### ACTION ITEM
Output, without alteration, the first line of the entries and each line after it, stopping with the line that contains "- Command-line interface".

### EXERCISE INPUTS
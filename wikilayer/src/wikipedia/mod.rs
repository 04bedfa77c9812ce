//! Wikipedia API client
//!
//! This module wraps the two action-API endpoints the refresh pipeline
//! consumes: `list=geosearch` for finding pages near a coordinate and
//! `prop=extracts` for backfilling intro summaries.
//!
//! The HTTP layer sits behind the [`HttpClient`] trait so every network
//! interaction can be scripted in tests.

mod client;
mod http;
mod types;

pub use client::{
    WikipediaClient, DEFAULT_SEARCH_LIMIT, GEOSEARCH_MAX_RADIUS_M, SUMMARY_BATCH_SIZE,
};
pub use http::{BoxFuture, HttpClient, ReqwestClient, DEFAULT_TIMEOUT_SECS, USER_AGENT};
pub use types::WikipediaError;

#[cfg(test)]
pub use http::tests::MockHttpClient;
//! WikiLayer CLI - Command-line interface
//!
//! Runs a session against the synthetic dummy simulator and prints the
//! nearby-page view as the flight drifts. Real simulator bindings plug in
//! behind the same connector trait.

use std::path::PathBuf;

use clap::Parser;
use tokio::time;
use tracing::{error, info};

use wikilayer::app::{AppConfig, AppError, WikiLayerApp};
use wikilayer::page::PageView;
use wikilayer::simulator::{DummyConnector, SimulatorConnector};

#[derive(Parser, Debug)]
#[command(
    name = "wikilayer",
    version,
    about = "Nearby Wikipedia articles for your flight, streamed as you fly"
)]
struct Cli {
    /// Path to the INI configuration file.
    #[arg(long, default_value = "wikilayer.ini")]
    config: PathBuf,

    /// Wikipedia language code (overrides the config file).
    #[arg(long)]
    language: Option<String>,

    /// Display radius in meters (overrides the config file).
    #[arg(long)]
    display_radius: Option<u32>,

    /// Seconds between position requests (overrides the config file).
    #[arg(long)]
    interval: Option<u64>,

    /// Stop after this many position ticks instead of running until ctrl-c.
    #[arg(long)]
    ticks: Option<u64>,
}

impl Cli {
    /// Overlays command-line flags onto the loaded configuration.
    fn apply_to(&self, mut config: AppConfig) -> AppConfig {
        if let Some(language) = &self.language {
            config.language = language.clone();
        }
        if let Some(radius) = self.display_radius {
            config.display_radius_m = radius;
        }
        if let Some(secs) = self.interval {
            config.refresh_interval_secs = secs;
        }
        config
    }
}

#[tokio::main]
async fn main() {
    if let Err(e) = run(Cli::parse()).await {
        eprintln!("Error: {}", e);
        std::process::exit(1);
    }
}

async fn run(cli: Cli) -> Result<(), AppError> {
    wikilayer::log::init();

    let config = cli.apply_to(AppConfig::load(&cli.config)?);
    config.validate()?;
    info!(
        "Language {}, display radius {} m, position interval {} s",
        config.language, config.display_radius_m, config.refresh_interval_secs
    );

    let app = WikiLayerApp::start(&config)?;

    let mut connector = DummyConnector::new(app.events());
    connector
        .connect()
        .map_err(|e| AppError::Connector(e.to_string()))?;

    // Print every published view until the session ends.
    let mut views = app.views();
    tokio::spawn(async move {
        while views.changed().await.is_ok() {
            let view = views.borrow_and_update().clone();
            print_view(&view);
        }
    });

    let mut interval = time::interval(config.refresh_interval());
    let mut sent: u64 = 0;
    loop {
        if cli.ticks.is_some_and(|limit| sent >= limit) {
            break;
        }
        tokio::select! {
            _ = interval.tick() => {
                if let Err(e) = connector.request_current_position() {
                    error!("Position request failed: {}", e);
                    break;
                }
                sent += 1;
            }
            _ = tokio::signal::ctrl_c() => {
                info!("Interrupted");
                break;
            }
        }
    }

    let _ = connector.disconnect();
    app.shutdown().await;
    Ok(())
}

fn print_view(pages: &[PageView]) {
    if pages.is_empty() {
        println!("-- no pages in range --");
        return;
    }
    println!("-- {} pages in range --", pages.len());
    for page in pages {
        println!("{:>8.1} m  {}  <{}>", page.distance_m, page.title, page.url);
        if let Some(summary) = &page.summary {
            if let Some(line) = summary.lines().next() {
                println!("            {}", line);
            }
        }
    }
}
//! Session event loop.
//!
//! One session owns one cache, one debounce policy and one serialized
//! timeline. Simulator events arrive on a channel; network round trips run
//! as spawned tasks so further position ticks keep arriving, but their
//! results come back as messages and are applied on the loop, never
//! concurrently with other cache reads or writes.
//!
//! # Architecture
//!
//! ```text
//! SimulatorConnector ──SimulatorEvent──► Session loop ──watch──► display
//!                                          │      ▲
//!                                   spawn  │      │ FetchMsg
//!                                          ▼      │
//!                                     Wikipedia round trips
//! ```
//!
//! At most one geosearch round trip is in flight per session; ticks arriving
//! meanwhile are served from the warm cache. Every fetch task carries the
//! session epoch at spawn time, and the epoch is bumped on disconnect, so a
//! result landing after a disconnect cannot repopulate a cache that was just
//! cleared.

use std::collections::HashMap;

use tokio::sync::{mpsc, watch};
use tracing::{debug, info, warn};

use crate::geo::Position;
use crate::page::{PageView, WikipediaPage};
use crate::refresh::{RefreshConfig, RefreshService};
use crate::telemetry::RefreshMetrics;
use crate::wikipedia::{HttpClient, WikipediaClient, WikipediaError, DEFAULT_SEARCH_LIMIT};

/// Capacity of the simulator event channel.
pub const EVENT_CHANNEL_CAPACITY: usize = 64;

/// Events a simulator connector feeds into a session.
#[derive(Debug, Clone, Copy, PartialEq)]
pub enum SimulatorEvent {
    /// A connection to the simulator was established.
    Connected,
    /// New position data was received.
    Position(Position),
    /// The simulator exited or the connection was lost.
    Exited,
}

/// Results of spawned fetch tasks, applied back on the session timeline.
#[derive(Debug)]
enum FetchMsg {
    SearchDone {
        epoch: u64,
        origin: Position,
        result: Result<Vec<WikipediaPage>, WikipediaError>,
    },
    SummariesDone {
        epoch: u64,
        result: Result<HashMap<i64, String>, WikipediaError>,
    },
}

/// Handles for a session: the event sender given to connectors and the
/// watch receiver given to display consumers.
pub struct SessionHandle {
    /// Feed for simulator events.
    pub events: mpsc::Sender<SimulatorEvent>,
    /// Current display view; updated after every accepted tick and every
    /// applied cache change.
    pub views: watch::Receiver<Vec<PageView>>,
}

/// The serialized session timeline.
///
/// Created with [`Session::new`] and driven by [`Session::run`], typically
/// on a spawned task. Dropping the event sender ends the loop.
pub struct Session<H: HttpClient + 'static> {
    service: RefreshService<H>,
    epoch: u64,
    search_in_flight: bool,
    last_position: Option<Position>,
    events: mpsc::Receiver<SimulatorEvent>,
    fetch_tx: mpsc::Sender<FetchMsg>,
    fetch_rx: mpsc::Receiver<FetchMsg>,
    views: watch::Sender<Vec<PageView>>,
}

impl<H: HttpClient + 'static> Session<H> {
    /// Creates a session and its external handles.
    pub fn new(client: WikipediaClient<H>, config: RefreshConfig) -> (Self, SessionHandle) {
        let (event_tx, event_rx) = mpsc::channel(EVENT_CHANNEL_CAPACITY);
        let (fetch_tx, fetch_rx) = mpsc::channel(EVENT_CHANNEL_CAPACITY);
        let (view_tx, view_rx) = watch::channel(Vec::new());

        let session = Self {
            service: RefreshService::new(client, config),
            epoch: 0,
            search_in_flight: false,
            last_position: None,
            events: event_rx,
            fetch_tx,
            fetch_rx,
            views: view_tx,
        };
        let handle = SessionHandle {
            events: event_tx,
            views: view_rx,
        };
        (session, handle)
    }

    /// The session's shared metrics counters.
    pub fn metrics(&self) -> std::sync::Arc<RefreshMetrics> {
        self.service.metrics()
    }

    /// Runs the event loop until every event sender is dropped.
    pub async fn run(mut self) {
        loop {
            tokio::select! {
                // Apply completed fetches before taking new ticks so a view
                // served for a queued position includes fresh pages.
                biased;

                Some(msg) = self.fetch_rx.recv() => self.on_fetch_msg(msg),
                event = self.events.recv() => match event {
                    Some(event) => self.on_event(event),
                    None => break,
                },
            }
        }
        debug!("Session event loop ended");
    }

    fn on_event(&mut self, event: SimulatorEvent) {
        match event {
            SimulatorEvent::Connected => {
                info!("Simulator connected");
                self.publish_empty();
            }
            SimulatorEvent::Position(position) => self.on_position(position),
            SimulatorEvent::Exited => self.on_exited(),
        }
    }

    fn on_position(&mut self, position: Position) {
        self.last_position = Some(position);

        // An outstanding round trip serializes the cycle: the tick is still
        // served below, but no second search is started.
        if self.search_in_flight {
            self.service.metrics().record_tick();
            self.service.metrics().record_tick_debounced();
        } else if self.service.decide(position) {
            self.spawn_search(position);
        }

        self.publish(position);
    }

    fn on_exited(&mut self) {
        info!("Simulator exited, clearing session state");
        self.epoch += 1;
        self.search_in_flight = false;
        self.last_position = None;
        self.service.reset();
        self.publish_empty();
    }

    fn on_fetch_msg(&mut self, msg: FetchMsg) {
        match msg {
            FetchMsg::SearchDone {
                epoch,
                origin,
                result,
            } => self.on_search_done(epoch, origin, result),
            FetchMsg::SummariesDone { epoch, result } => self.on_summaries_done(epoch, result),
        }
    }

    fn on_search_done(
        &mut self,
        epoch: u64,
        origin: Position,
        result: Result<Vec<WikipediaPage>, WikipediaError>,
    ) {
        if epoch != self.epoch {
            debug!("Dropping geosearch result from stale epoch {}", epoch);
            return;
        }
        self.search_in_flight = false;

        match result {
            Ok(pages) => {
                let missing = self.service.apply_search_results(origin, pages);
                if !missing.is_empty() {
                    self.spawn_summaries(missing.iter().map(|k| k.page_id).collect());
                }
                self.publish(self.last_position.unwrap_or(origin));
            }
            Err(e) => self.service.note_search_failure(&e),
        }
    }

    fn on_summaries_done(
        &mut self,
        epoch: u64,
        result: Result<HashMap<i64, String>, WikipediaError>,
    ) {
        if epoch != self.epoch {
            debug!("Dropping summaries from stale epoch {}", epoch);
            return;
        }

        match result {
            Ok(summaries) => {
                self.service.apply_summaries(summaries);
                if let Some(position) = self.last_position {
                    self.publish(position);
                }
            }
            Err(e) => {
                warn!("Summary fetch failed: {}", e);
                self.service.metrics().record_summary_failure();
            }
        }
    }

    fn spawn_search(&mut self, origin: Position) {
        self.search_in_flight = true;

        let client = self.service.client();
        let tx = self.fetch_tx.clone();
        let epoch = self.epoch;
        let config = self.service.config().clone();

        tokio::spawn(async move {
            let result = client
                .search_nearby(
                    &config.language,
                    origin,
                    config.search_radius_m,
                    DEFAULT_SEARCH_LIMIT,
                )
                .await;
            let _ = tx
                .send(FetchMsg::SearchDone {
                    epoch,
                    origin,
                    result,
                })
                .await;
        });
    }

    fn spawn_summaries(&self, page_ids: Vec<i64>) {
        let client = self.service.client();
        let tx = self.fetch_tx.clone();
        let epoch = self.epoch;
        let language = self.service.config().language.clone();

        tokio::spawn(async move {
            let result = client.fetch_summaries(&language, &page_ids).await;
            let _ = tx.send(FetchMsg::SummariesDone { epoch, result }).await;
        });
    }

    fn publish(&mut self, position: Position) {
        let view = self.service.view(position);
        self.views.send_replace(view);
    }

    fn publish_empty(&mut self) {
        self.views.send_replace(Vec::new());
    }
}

### WRITTEN RESPONSE
filename wikilayer/src/wikipedia/mod.rs
repository 04bedfa77c9812ce
//! Wikipedia API client
//!
//! This module wraps the two action-API endpoints the refresh pipeline
//! consumes: `list=geosearch` for finding pages near a coordinate and
//! `prop=extracts` for backfilling intro summaries.
//!
//! The HTTP layer sits behind the [`HttpClient`] trait so every network
//! interaction can be scripted in tests.

mod client;
mod http;
mod types;

pub use client::{
    WikipediaClient, DEFAULT_SEARCH_LIMIT, GEOSEARCH_MAX_RADIUS_M, SUMMARY_BATCH_SIZE,
};
pub use http::{BoxFuture, HttpClient, ReqwestClient, DEFAULT_TIMEOUT_SECS, USER_AGENT};
pub use types::WikipediaError;

#[cfg(test)]
pub use http::tests::MockHttpClient;
//! WikiLayer CLI - Command-line interface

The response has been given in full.